======== Stored data

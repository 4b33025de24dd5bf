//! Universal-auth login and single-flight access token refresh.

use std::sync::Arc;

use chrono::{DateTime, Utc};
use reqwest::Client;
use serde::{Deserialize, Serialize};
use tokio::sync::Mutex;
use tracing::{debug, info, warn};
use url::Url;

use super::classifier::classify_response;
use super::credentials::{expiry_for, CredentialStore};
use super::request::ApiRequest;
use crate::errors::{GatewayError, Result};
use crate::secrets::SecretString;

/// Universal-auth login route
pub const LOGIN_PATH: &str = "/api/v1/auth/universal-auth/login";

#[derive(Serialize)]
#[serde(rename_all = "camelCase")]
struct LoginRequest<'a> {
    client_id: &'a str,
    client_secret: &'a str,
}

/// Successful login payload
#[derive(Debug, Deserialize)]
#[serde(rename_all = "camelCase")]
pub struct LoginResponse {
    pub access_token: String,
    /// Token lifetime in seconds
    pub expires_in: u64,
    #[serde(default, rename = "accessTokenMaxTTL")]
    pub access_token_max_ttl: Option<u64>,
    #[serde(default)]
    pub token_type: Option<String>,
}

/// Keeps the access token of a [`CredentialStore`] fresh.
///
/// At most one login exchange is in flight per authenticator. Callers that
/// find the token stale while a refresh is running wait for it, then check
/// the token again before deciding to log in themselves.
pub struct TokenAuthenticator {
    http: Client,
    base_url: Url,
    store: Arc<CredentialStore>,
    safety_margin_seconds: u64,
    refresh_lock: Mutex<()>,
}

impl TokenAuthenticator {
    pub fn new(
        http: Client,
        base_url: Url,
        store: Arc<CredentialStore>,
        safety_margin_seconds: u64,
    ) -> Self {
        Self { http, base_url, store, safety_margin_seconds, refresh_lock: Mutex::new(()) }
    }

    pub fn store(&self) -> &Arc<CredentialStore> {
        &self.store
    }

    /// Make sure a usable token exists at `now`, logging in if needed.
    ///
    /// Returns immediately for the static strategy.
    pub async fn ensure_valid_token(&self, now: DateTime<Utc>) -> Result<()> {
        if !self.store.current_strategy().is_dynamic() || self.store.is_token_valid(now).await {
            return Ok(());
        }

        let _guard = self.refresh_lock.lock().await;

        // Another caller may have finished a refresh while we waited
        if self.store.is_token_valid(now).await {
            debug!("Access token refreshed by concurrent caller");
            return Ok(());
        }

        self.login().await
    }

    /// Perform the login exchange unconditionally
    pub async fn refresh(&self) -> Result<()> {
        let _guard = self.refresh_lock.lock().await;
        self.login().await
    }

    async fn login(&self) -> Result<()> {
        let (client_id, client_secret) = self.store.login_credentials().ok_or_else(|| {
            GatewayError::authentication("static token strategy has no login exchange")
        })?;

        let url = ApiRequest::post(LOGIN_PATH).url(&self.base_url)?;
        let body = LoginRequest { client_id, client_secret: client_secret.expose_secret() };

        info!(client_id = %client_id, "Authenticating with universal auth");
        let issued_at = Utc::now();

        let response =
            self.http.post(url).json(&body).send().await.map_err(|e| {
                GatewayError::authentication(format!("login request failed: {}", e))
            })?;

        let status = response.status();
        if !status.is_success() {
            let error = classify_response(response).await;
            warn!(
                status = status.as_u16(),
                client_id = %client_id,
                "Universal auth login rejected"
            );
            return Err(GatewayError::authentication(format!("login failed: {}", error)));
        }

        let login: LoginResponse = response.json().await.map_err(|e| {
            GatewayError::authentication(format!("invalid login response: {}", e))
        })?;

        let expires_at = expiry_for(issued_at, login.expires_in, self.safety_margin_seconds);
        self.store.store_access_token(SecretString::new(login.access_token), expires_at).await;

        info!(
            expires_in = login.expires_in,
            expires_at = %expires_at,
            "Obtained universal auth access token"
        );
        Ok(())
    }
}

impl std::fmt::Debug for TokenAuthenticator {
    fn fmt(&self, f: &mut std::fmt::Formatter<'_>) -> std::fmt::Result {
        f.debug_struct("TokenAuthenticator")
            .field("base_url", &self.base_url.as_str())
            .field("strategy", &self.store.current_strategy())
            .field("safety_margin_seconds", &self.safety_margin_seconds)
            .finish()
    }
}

================

▶ _What to produce_
Extract every line from the records above that contains the word "serde".

▶ _Reply to the exercise_
use serde::{Deserialize, Serialize};
#[serde(rename_all = "camelCase")]
#[serde(rename_all = "camelCase")]
    #[serde(default, rename = "accessTokenMaxTTL")]
    #[serde(default)]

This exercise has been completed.